Oleh : very - Senin, 04/04/2022 20:05 WIB

Perkosaan anak. (Ilustrasi)

Jakarta, INDONEWS.ID --- Pengadilan Tinggi (PT) Bandung menerima banding yang diajukan Jaksa dalam kasus HW, pelaku perkosaan terhadap 13 santri, dan menjatuhkan pidana mati sebagaimana dituntut oleh Penuntut Umum di tingkat pertama.

PT Bandung juga mengubah tanggung jawab kewajiban pembayaran restitusi terhadap korban kepada pelaku, setelah sebelumnya PN Bandung memberikan kewajiban tersebut kepada Pemerintah. Meskipun ICJR mengapresiasi putusan PT Bandung terkait dengan restitusi bagi korban, namun ICJR menyayangkan dijatuhkannya hukuman mati kepada pelaku.

“Putusan ini akan menjadi preseden buruk bagi proses pencarian keadilan korban kekerasan seksual, karena fokus Negara justru diberikan kepada pembalasan kepada pelaku, alih-alih korban yang seharusnya dibantu pemulihannya,” ujar Peneliti ICJR, Genoveva Alicia dalam siaran pers di Jakarta, Senin 4/4).

Hukuman mati terhadap pelaku kekerasan seksual, justru akan menggeser fokus negara kepada hal yang tidak lebih penting dari korban.

UN High Commissioner for Human Rights, Michelle Bachelet, menurut Genoveva juga mengamini hal ini. Bachelet menyampaikan bahwa meskipun pelaku perkosaan dan kekerasan seksual lain harus dimintai tanggung jawab, namun hukuman mati dan penyiksaan bukanlah solusinya.
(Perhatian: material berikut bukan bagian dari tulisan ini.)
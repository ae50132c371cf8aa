use std::fs;
use std::path::{Path, PathBuf};

use anyhow::Result;
use clap::Args;
use colored::Colorize;
use pagecraft_editor::{EditorConfig, DEFAULT_CONFIG_NAME};
use pagecraft_model::{PageDocument, PageMetadata};

use super::load_project;

#[derive(Debug, Args)]
pub struct InitArgs {
    /// Starter document to create
    #[arg(short, long, default_value = "site.json")]
    pub document: PathBuf,

    /// Route of the first page
    #[arg(short, long, default_value = "/")]
    pub route: String,

    /// Force overwrite existing files
    #[arg(short, long)]
    pub force: bool,
}

pub fn init(args: InitArgs, cwd: &Path) -> Result<()> {
    let config_path = cwd.join(DEFAULT_CONFIG_NAME);

    if config_path.exists() && !args.force {
        println!(
            "{} {} already exists",
            "⚠️".yellow(),
            DEFAULT_CONFIG_NAME.bright_white()
        );
        println!("Use --force to overwrite");
        return Ok(());
    }

    println!("{}", "📝 Initializing Pagecraft project...".bright_blue().bold());

    let config_json = serde_json::to_string_pretty(&EditorConfig::default())?;
    fs::write(&config_path, config_json)?;
    println!("  {} Created {}", "✓".green(), DEFAULT_CONFIG_NAME);

    let document_path = cwd.join(&args.document);
    if !document_path.exists() || args.force {
        let (_, registry) = load_project(cwd)?;
        let mut document = PageDocument::new();
        document.add_page(
            args.route.as_str(),
            PageMetadata {
                title: "Home".to_string(),
                ..PageMetadata::default()
            },
        );
        document.normalize_all(&registry);
        fs::write(&document_path, document.to_json()?)?;
        println!("  {} Created {}", "✓".green(), args.document.display());
    }

    println!();
    println!("{}", "✨ Project initialized!".green().bold());
    println!();
    println!("Next steps:");
    println!(
        "  1. Inspect the page: {}",
        format!("pagecraft tree {} --route {}", args.document.display(), args.route).bright_white()
    );
    println!(
        "  2. Check it: {}",
        format!("pagecraft check {}", args.document.display()).bright_white()
    );

    Ok(())
}
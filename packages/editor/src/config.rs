use std::path::{Path, PathBuf};
use std::time::Duration;

use pagecraft_model::ComponentRegistry;
use serde::{Deserialize, Serialize};

use crate::EditorError;

pub const DEFAULT_CONFIG_NAME: &str = "pagecraft.config.json";

/// Editor configuration file format
#[derive(Debug, Clone, PartialEq, Serialize, Deserialize)]
#[serde(rename_all = "camelCase")]
pub struct EditorConfig {
    /// Undo levels kept per tree (0 = unlimited)
    #[serde(default = "default_history_limit")]
    pub history_limit: usize,

    /// Quiet period before a dirty document is flushed
    #[serde(default = "default_autosave_debounce_ms")]
    pub autosave_debounce_ms: u64,

    /// Extra component descriptors (JSON array), relative to the config dir
    #[serde(default, skip_serializing_if = "Option::is_none")]
    pub registry_path: Option<String>,
}

fn default_history_limit() -> usize {
    100
}

fn default_autosave_debounce_ms() -> u64 {
    1000
}

impl EditorConfig {
    /// Load config from a directory, falling back to defaults
    pub fn load(cwd: &Path) -> Result<Self, EditorError> {
        let config_path = cwd.join(DEFAULT_CONFIG_NAME);

        if config_path.exists() {
            let content = std::fs::read_to_string(&config_path)?;
            Ok(serde_json::from_str(&content)?)
        } else {
            Ok(Self::default())
        }
    }

    pub fn autosave_debounce(&self) -> Duration {
        Duration::from_millis(self.autosave_debounce_ms)
    }

    pub fn registry_file(&self, cwd: &Path) -> Option<PathBuf> {
        self.registry_path.as_ref().map(|p| cwd.join(p))
    }

    /// Built-in registry with the configured descriptors layered on top
    pub fn load_registry(&self, cwd: &Path) -> Result<ComponentRegistry, EditorError> {
        let mut registry = ComponentRegistry::builtin();
        if let Some(path) = self.registry_file(cwd) {
            let content = std::fs::read_to_string(&path)?;
            registry.merge(ComponentRegistry::from_json(&content)?);
        }
        Ok(registry)
    }
}

impl Default for EditorConfig {
    fn default() -> Self {
        Self {
            history_limit: default_history_limit(),
            autosave_debounce_ms: default_autosave_debounce_ms(),
            registry_path: None,
        }
    }
}
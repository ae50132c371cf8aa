//! Structural checks over a layout tree.

use std::collections::HashSet;

use crate::node::{Node, Tree};
use crate::path::Path;
use crate::visitor::{walk_node, Visitor};

#[derive(Debug, Clone, PartialEq)]
pub enum Violation {
    /// Top level is not a single `root` node
    NotCanonical { top_level: usize },

    /// Two nodes share an id
    DuplicateId { id: String, path: Path },

    /// A non-container node has children
    LeafWithChildren { id: String, path: Path },
}

impl std::fmt::Display for Violation {
    fn fmt(&self, f: &mut std::fmt::Formatter<'_>) -> std::fmt::Result {
        match self {
            Violation::NotCanonical { top_level } => {
                write!(f, "tree is not canonical ({} top-level nodes)", top_level)
            }
            Violation::DuplicateId { id, path } => write!(f, "duplicate id {} at {}", id, path),
            Violation::LeafWithChildren { id, path } => {
                write!(f, "non-container {} at {} has children", id, path)
            }
        }
    }
}

#[derive(Default)]
struct Validator {
    seen: HashSet<String>,
    violations: Vec<Violation>,
}

impl Visitor for Validator {
    fn visit_node(&mut self, node: &Node, path: &Path) {
        if !self.seen.insert(node.id.clone()) {
            self.violations.push(Violation::DuplicateId {
                id: node.id.clone(),
                path: path.clone(),
            });
        }
        if !node.container && !node.children.is_empty() {
            self.violations.push(Violation::LeafWithChildren {
                id: node.id.clone(),
                path: path.clone(),
            });
        }
        walk_node(self, node, path);
    }
}

/// Report every invariant the tree breaks (empty when valid)
pub fn validate(tree: &Tree) -> Vec<Violation> {
    let mut validator = Validator::default();
    if !tree.is_canonical() {
        validator.violations.push(Violation::NotCanonical {
            top_level: tree.len(),
        });
    }
    validator.visit_tree(tree);
    validator.violations
}
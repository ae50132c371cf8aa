//! # Placement Session
//!
//! Turns one pointer drag gesture into at most one structural commit.
//!
//! ```text
//! Idle ──begin──▶ Dragging ──hover──▶ Hovering ──hover──▶ Hovering
//!  ▲                 │  ▲                │
//!  │                 │  └─────leave──────┤
//!  ├─release/cancel──┘                   │
//!  └───────────release (→ commit)────────┘
//! ```
//!
//! The session never touches a tree. The candidate drop target is advisory
//! (it drives the insertion indicator) until `release` hands back a single
//! [`PlacementCommit`] for the edit session to apply.

use pagecraft_model::Path;
use tracing::{debug, warn};

use crate::payload::{read_payload, DataTransfer, DragPayload, PayloadError};

#[derive(Debug, Clone, Copy, PartialEq, Default)]
pub struct Point {
    pub x: f64,
    pub y: f64,
}

impl Point {
    pub fn new(x: f64, y: f64) -> Self {
        Self { x, y }
    }
}

/// On-screen bounds of a child element
#[derive(Debug, Clone, Copy, PartialEq, Default)]
pub struct Bounds {
    pub x: f64,
    pub y: f64,
    pub width: f64,
    pub height: f64,
}

impl Bounds {
    pub fn new(x: f64, y: f64, width: f64, height: f64) -> Self {
        Self {
            x,
            y,
            width,
            height,
        }
    }

    pub fn mid_x(&self) -> f64 {
        self.x + self.width / 2.0
    }

    pub fn mid_y(&self) -> f64 {
        self.y + self.height / 2.0
    }
}

/// Primary axis of a container's child list
#[derive(Debug, Clone, Copy, PartialEq, Eq)]
pub enum Axis {
    /// Children stacked top to bottom
    Vertical,
    /// Children laid out left to right
    Horizontal,
}

/// Gap index for `pointer` among `children`: the first child whose midpoint
/// on the primary axis lies beyond the pointer, or append
pub fn insertion_index(axis: Axis, pointer: Point, children: &[Bounds]) -> usize {
    children
        .iter()
        .position(|bounds| match axis {
            Axis::Vertical => bounds.mid_y() > pointer.y,
            Axis::Horizontal => bounds.mid_x() > pointer.x,
        })
        .unwrap_or(children.len())
}

/// Candidate destination while hovering a container
#[derive(Debug, Clone, PartialEq, Eq)]
pub struct DropTarget {
    pub parent: Path,
    pub index: usize,
}

#[derive(Debug, Clone, PartialEq, Eq, Default)]
pub enum PlacementState {
    #[default]
    Idle,
    Dragging {
        payload: DragPayload,
    },
    Hovering {
        payload: DragPayload,
        target: DropTarget,
    },
}

/// The one edit a completed gesture asks for
#[derive(Debug, Clone, PartialEq, Eq)]
pub enum PlacementCommit {
    /// Create a node of `component_kind` at the target
    Insert {
        parent: Path,
        index: usize,
        component_kind: String,
    },
    /// Move the dragged node to the target
    Move {
        from: Path,
        to_parent: Path,
        to_index: usize,
    },
}

#[derive(Debug, Default)]
pub struct PlacementSession {
    state: PlacementState,
}

impl PlacementSession {
    pub fn new() -> Self {
        Self::default()
    }

    pub fn state(&self) -> &PlacementState {
        &self.state
    }

    pub fn is_active(&self) -> bool {
        !matches!(self.state, PlacementState::Idle)
    }

    /// The advisory drop target, if hovering
    pub fn candidate(&self) -> Option<&DropTarget> {
        match &self.state {
            PlacementState::Hovering { target, .. } => Some(target),
            _ => None,
        }
    }

    /// Start a gesture. Ignored (returns false) while one is in flight.
    pub fn begin(&mut self, payload: DragPayload) -> bool {
        if self.is_active() {
            warn!("Drag started while another gesture is in flight");
            return false;
        }
        debug!(?payload, "Drag started");
        self.state = PlacementState::Dragging { payload };
        true
    }

    /// Start a gesture from a native data transfer
    pub fn begin_from_transfer(&mut self, transfer: &DataTransfer) -> Result<bool, PayloadError> {
        let payload = read_payload(transfer)?;
        Ok(self.begin(payload))
    }

    /// Pointer is over the container at `container`; recompute the candidate
    /// insertion index from the children's on-screen bounds
    pub fn hover(
        &mut self,
        container: &Path,
        axis: Axis,
        pointer: Point,
        children: &[Bounds],
    ) -> Option<usize> {
        let payload = match std::mem::take(&mut self.state) {
            PlacementState::Idle => return None,
            PlacementState::Dragging { payload } | PlacementState::Hovering { payload, .. } => {
                payload
            }
        };

        let index = insertion_index(axis, pointer, children);
        self.state = PlacementState::Hovering {
            payload,
            target: DropTarget {
                parent: container.clone(),
                index,
            },
        };
        Some(index)
    }

    /// Pointer left every candidate container
    pub fn leave(&mut self) {
        if let PlacementState::Hovering { payload, .. } = std::mem::take(&mut self.state) {
            self.state = PlacementState::Dragging { payload };
        }
    }

    /// Release the pointer. Yields the commit when over a valid target;
    /// otherwise the gesture ends with nothing to apply.
    pub fn release(&mut self) -> Option<PlacementCommit> {
        match std::mem::take(&mut self.state) {
            PlacementState::Hovering { payload, target } => {
                let commit = match payload {
                    DragPayload::PaletteEntry { component_kind } => PlacementCommit::Insert {
                        parent: target.parent,
                        index: target.index,
                        component_kind,
                    },
                    DragPayload::ExistingNode { path } => PlacementCommit::Move {
                        from: path,
                        to_parent: target.parent,
                        to_index: target.index,
                    },
                };
                debug!(?commit, "Drop committed");
                Some(commit)
            }
            PlacementState::Dragging { .. } => {
                debug!("Drop outside any target");
                None
            }
            PlacementState::Idle => None,
        }
    }

    /// Abort the gesture without committing anything
    pub fn cancel(&mut self) {
        self.state = PlacementState::Idle;
    }
}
“Tidak ada satupun bukti ilmiah yang menyebutkan bahwa pidana mati dapat menyebabkan efek jera, termasuk di dalam kasus perkosaan,” katanya.

Masalah dari kasus-kasus perkosaan yang terjadi di seluruh belahan dunia, menurut Bachelet, disebabkan oleh keterbatasan akses terhadap keadilan korban, dan menerapkan pidana mati kepada pelaku, tidak akan menyelesaikan masalah ini.

“Pidana mati, diterapkan justru ketika negara gagal hadir untuk korban. Ini adalah bentuk ‘gimmick’ yang diberikan sebagai kompensasi karena negara gagal hadir dan melindungi korban, sebagaimana seharusnya dilakukan. Sebagai konsekuensi dari hal ini, negara kemudian mencoba ‘membuktikan diri’ untuk terlihat berpihak kepada korban, dengan menjatuhkan pidana-pidana yang ‘draconian’ seperti pidana mati,” ujarnya.

Hal ini, tentu saja bukan yang diharapkan terjadi di Indonesia. Negara, harusnya dapat hadir setiap waktu, bukan hanya pada waktu-waktu tertentu hanya untuk “mengambil hati” korban dan warga negaranya.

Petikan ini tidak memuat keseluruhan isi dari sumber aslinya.